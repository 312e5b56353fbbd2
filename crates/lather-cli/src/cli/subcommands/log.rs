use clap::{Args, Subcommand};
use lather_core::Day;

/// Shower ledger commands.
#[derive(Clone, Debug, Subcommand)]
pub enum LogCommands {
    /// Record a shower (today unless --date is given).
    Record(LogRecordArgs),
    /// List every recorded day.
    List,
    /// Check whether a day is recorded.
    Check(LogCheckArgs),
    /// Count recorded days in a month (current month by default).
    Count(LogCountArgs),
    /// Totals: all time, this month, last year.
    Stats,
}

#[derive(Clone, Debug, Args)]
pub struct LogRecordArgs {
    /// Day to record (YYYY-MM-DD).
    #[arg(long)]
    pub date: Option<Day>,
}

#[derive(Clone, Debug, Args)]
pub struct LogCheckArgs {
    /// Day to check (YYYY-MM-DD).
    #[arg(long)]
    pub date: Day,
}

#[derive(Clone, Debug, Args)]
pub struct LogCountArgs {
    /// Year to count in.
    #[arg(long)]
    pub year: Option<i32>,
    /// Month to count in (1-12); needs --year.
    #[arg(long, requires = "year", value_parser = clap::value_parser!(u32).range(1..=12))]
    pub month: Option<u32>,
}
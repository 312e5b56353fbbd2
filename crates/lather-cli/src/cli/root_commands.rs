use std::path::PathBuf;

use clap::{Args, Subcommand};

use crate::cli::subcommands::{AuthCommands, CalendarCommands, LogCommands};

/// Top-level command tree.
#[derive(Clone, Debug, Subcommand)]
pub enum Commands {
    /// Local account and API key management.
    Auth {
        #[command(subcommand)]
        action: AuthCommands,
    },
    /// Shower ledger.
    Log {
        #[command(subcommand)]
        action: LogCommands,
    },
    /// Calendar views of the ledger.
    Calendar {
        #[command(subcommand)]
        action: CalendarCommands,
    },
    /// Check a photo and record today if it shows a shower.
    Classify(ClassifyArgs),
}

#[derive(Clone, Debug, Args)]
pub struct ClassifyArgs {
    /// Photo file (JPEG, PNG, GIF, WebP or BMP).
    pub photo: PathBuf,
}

---

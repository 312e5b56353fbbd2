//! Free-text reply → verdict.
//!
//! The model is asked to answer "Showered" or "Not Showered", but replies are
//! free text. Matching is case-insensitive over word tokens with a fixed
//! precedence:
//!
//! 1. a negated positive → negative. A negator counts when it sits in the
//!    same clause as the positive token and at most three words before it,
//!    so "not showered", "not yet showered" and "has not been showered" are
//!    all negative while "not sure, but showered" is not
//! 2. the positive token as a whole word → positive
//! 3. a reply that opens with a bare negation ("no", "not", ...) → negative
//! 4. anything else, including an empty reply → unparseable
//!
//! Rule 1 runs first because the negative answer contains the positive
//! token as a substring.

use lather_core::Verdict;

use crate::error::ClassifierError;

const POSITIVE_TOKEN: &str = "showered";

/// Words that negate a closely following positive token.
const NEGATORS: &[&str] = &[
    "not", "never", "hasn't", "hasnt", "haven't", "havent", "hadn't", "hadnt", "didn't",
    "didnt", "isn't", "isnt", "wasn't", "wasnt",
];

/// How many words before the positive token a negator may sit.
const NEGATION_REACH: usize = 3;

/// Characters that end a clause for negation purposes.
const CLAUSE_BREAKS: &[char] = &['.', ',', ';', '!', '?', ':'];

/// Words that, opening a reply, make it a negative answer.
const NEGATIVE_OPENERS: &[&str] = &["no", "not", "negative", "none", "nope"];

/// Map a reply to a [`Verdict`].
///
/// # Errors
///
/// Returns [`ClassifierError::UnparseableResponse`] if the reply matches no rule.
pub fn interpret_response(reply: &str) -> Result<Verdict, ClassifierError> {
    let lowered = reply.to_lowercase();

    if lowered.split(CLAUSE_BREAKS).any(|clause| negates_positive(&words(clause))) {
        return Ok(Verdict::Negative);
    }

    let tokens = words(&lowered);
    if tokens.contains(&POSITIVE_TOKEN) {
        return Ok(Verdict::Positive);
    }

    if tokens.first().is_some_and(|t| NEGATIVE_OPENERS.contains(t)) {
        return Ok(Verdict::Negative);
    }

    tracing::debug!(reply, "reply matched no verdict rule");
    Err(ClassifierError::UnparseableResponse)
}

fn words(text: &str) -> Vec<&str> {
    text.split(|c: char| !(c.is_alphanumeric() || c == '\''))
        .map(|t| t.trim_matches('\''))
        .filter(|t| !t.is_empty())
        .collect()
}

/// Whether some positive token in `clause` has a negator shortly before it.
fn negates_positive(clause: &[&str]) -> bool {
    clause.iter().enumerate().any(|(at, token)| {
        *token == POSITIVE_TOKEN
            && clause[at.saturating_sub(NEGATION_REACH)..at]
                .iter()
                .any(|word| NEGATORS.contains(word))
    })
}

What you need to do: Gather up every line from the listing above in which the word "contains" occurs.

Problem solution:
//! Rule 1 runs first because the negative answer contains the positive
    if tokens.contains(&POSITIVE_TOKEN) {
    if tokens.first().is_some_and(|t| NEGATIVE_OPENERS.contains(t)) {
                .any(|word| NEGATORS.contains(word))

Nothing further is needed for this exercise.